Le Contexte : Prologue
Premiers Symptômes

Savoir comment tout a commencé reste difficile, pour ne pas dire impossible, même maintenant. Un matin, on se réveille et on mène notre vie comme n'importe quel autre jour de l'année. Et puis, le soir-même, la télévision nous inonde d'images incroyables. Des gens qui agressent les passants, leur sautant à la gorge pour les mordre, déchirer leur chair de leurs ongles. Étonnant, mais pas inquiétant, on continue de vivre sa vie en se disant que le monde est de plus en plus fou. Et puis il y a eu cette vidéo qui a fait le tour de la planète. Un homme qui prend trois balles dans le torse et qui se relève comme si de rien était. Qui continue d'avancer vers les forces de police pour se jeter sur l'un des agents armés et lui lacérer le visage. Rien n'y fait, l'agresseur ne veut pas mourir. On était tous devant nos écrans ce soir-là, silencieux, interdits. Une blague ? Peut-être que certains l'ont cru. D'autres ont cherché une explication logique. Est-ce qu'il portait un gilet par-balle ? Il y a eu les théories du complot aussi, les sceptiques qui pensent à une mise en scène pour effrayer le peuple. On ne comprenait rien mais on avait tous notre avis sur la question. Mais une chose est certaine, personne ne s'attendait à ce qui est arrivé ensuite !
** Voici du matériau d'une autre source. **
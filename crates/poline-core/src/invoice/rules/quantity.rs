//! Quantity resolution and the quantity tier cascade.

use std::sync::Arc;

use serde::{Deserialize, Serialize};

use super::patterns::PatternSet;
use super::table::TableRow;
use super::{CodeContext, ExtractionMatch, Tier, TierCascade};
use crate::invoice::observer::{ExtractionObserver, Field};
use crate::models::config::ExtractionConfig;
use crate::models::line_item::SourceTier;

/// The four quantity columns of an invoice row. Missing columns are zero.
#[derive(Debug, Clone, Copy, Default, PartialEq, Eq, Serialize, Deserialize)]
pub struct QuantityColumns {
    pub ordered: i64,
    pub allocated: i64,
    pub shipped: i64,
    pub backordered: i64,
}

impl QuantityColumns {
    /// Assign unlabeled quantity values by how many there are.
    pub fn from_count(values: &[i64]) -> Self {
        match *values {
            [ordered, allocated, shipped, backordered] => Self {
                ordered,
                allocated,
                shipped,
                backordered,
            },
            [ordered, shipped, backordered] => Self {
                ordered,
                shipped,
                backordered,
                ..Default::default()
            },
            [ordered, shipped] => Self {
                ordered,
                shipped,
                ..Default::default()
            },
            [shipped] => Self {
                shipped,
                ..Default::default()
            },
            _ => Self::default(),
        }
    }

    /// The best real-world quantity.
    ///
    /// Shipped wins when positive. A fully backordered line reports what was
    /// ordered, then allocated stock; otherwise the line is zero. A negative
    /// column is returned unchanged so the line can be rejected.
    pub fn resolve(&self) -> i64 {
        let columns = [self.ordered, self.allocated, self.shipped, self.backordered];
        if let Some(negative) = columns.into_iter().filter(|q| *q < 0).min() {
            return negative;
        }

        if self.shipped > 0 {
            self.shipped
        } else if self.ordered > 0 && self.backordered > 0 {
            self.ordered
        } else if self.allocated > 0 {
            self.allocated
        } else {
            0
        }
    }
}

/// Build the tabular -> pattern -> contextual quantity cascade.
pub fn quantity_cascade(
    patterns: Arc<PatternSet>,
    config: &ExtractionConfig,
    observer: Arc<dyn ExtractionObserver>,
) -> TierCascade<i64> {
    TierCascade::new(
        Field::Quantity,
        vec![
            Box::new(TabularQuantity {
                patterns: patterns.clone(),
            }),
            Box::new(PatternQuantity {
                patterns: patterns.clone(),
                window: config.pattern_window,
            }),
            Box::new(ContextualQuantity {
                patterns,
                window: config.contextual_window,
            }),
        ],
        observer,
    )
}

/// Quantity columns of the code's table row.
struct TabularQuantity {
    patterns: Arc<PatternSet>,
}

impl Tier<i64> for TabularQuantity {
    fn source(&self) -> SourceTier {
        SourceTier::Tabular
    }

    fn extract(&self, ctx: &CodeContext<'_>, accept: &dyn Fn(&i64) -> bool) -> Option<ExtractionMatch<i64>> {
        ctx.lines().into_iter().find_map(|line| {
            let row = TableRow::parse(line, ctx.code, ctx.layout, &self.patterns)?;
            if row.quantity_columns == 0 {
                return None;
            }
            let quantity = row.quantities.resolve();
            accept(&quantity).then(|| ExtractionMatch::new(quantity, SourceTier::Tabular, line))
        })
    }
}

/// "Qty: N", "Quantity shipped N" after the code.
struct PatternQuantity {
    patterns: Arc<PatternSet>,
    window: usize,
}

impl Tier<i64> for PatternQuantity {
    fn source(&self) -> SourceTier {
        SourceTier::Pattern
    }

    fn extract(&self, ctx: &CodeContext<'_>, accept: &dyn Fn(&i64) -> bool) -> Option<ExtractionMatch<i64>> {
        for window in ctx.after(self.window) {
            for regex in &self.patterns.quantity_patterns {
                for caps in regex.captures_iter(window) {
                    let Some(quantity) = caps.name("qty").and_then(|m| m.as_str().parse::<i64>().ok()) else {
                        continue;
                    };
                    if accept(&quantity) {
                        return Some(ExtractionMatch::new(quantity, SourceTier::Pattern, &caps[0]));
                    }
                }
            }
        }
        None
    }
}

/// "N each" / "N pcs" anywhere around the code, after the code first.
struct ContextualQuantity {
    patterns: Arc<PatternSet>,
    window: usize,
}

impl ContextualQuantity {
    fn scan(&self, window: &str, nearest_last: bool, accept: &dyn Fn(&i64) -> bool) -> Option<ExtractionMatch<i64>> {
        let mut found: Vec<(usize, i64, String)> = Vec::new();
        for regex in &self.patterns.quantity_context_patterns {
            for caps in regex.captures_iter(window) {
                if let Some(m) = caps.name("qty") {
                    if let Ok(quantity) = m.as_str().parse::<i64>() {
                        found.push((m.start(), quantity, caps[0].trim().to_string()));
                    }
                }
            }
        }

        found.sort_by_key(|(start, _, _)| *start);
        if nearest_last {
            found.reverse();
        }

        found
            .into_iter()
            .find(|(_, quantity, _)| accept(quantity))
            .map(|(_, quantity, source)| ExtractionMatch::new(quantity, SourceTier::Contextual, source))
    }
}

impl Tier<i64> for ContextualQuantity {
    fn source(&self) -> SourceTier {
        SourceTier::Contextual
    }

    fn extract(&self, ctx: &CodeContext<'_>, accept: &dyn Fn(&i64) -> bool) -> Option<ExtractionMatch<i64>> {
        ctx.after(self.window)
            .into_iter()
            .find_map(|window| self.scan(window, false, accept))
            .or_else(|| {
                ctx.before(self.window)
                    .into_iter()
                    .find_map(|window| self.scan(window, true, accept))
            })
    }
}

#[cfg(test)]
mod tests {
    use super::*;
    use crate::invoice::observer::RecordingObserver;
    use crate::models::config::PolineConfig;

    fn cascade(observer: Arc<RecordingObserver>) -> TierCascade<i64> {
        let config = PolineConfig::default();
        let patterns = Arc::new(PatternSet::compile(&config).unwrap());
        quantity_cascade(patterns, &config.extraction, observer)
    }

    fn any(_: &i64) -> bool {
        true
    }

    #[test]
    fn test_priority_law() {
        let cols = |ordered, allocated, shipped, backordered| QuantityColumns {
            ordered,
            allocated,
            shipped,
            backordered,
        };

        assert_eq!(cols(24, 0, 12, 12).resolve(), 12);
        assert_eq!(cols(24, 0, 0, 24).resolve(), 24);
        assert_eq!(cols(24, 6, 0, 0).resolve(), 6);
        assert_eq!(cols(24, 0, 0, 0).resolve(), 0);
        assert_eq!(cols(0, 0, 0, 0).resolve(), 0);
        assert_eq!(cols(0, 0, -4, 0).resolve(), -4);
        assert_eq!(cols(24, 0, 12, -2).resolve(), -2);
    }

    #[test]
    fn test_from_count() {
        assert_eq!(
            QuantityColumns::from_count(&[24, 0, 12]),
            QuantityColumns {
                ordered: 24,
                allocated: 0,
                shipped: 0,
                backordered: 12
            }
        );
        assert_eq!(QuantityColumns::from_count(&[7]).shipped, 7);
        assert_eq!(QuantityColumns::from_count(&[12, 6]).shipped, 6);
        assert_eq!(QuantityColumns::from_count(&[]), QuantityColumns::default());
    }

    #[test]
    fn test_tabular_quantity_stops_cascade() {
        let observer = Arc::new(RecordingObserver::new());
        let text = "XS4410 | Mercury Glass Tree | 24 | 0 | 12 | 12 | each | 9.00 | 7.20 | 86.40";
        let ctx = CodeContext::new(text, "XS4410", None);

        let found = cascade(observer.clone()).run(&ctx, &any).unwrap();
        assert_eq!(found.value, 12);
        assert_eq!(found.tier, SourceTier::Tabular);
        assert_eq!(observer.tiers_invoked("XS4410", Field::Quantity), vec![SourceTier::Tabular]);
    }

    #[test]
    fn test_pattern_quantity() {
        let observer = Arc::new(RecordingObserver::new());
        let text = "Item DF6802 Stoneware Vase\nQty Shipped: 18";
        let ctx = CodeContext::new(text, "DF6802", None);

        let found = cascade(observer.clone()).run(&ctx, &any).unwrap();
        assert_eq!(found.value, 18);
        assert_eq!(found.tier, SourceTier::Pattern);
        assert_eq!(
            observer.tiers_invoked("DF6802", Field::Quantity),
            vec![SourceTier::Tabular, SourceTier::Pattern]
        );
    }

    #[test]
    fn test_contextual_quantity_prefers_after_code() {
        let observer = Arc::new(RecordingObserver::new());
        let text = "6 pcs carried over\nDF6802 Stoneware Vase, packed 36 pcs per case";
        let ctx = CodeContext::new(text, "DF6802", None);

        let found = cascade(observer).run(&ctx, &any).unwrap();
        assert_eq!(found.value, 36);
        assert_eq!(found.tier, SourceTier::Contextual);
    }

    #[test]
    fn test_contextual_before_code_takes_nearest() {
        let observer = Arc::new(RecordingObserver::new());
        let text = "2 each sample\n12 each\nDF6802 Stoneware Vase";
        let ctx = CodeContext::new(text, "DF6802", None);

        let found = cascade(observer).run(&ctx, &any).unwrap();
        assert_eq!(found.value, 12);
    }

    #[test]
    fn test_accept_predicate_skips_values() {
        let observer = Arc::new(RecordingObserver::new());
        let text = "DF6802 Stoneware Vase Qty: 24\n";
        let ctx = CodeContext::new(text, "DF6802", None);

        let found = cascade(observer).run(&ctx, &|q: &i64| *q != 24);
        assert!(found.is_none());
    }
}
Le Gouvernement a donné le change un certain temps. Ils nous assuraient que tout irait bien, que la situation était sous contrôle, sans jamais nous dire quelle était cette situation exactement. Mais quand ils ont cessé d’émettre, ça a dégénérée en un rien de temps. Ces personnes « invincibles » se sont multipliées à la vitesse de l'éclair et malgré l'intervention des forces de l'ordre puis de l'armée, il n'y avait rien à faire. Nos amis, nos voisins, tout le monde mourrait puis se relevait pour venir dévorer les suivants. La peur s'est installée, la panique plutôt. Entre ceux qui tâchaient de continuer à mener une vie normale, ceux qui restaient barricadés chez eux pour ne pas se faire attaquer ou encore les illuminés criant à la fin du monde, on n'arrivait plus à s'y retrouver.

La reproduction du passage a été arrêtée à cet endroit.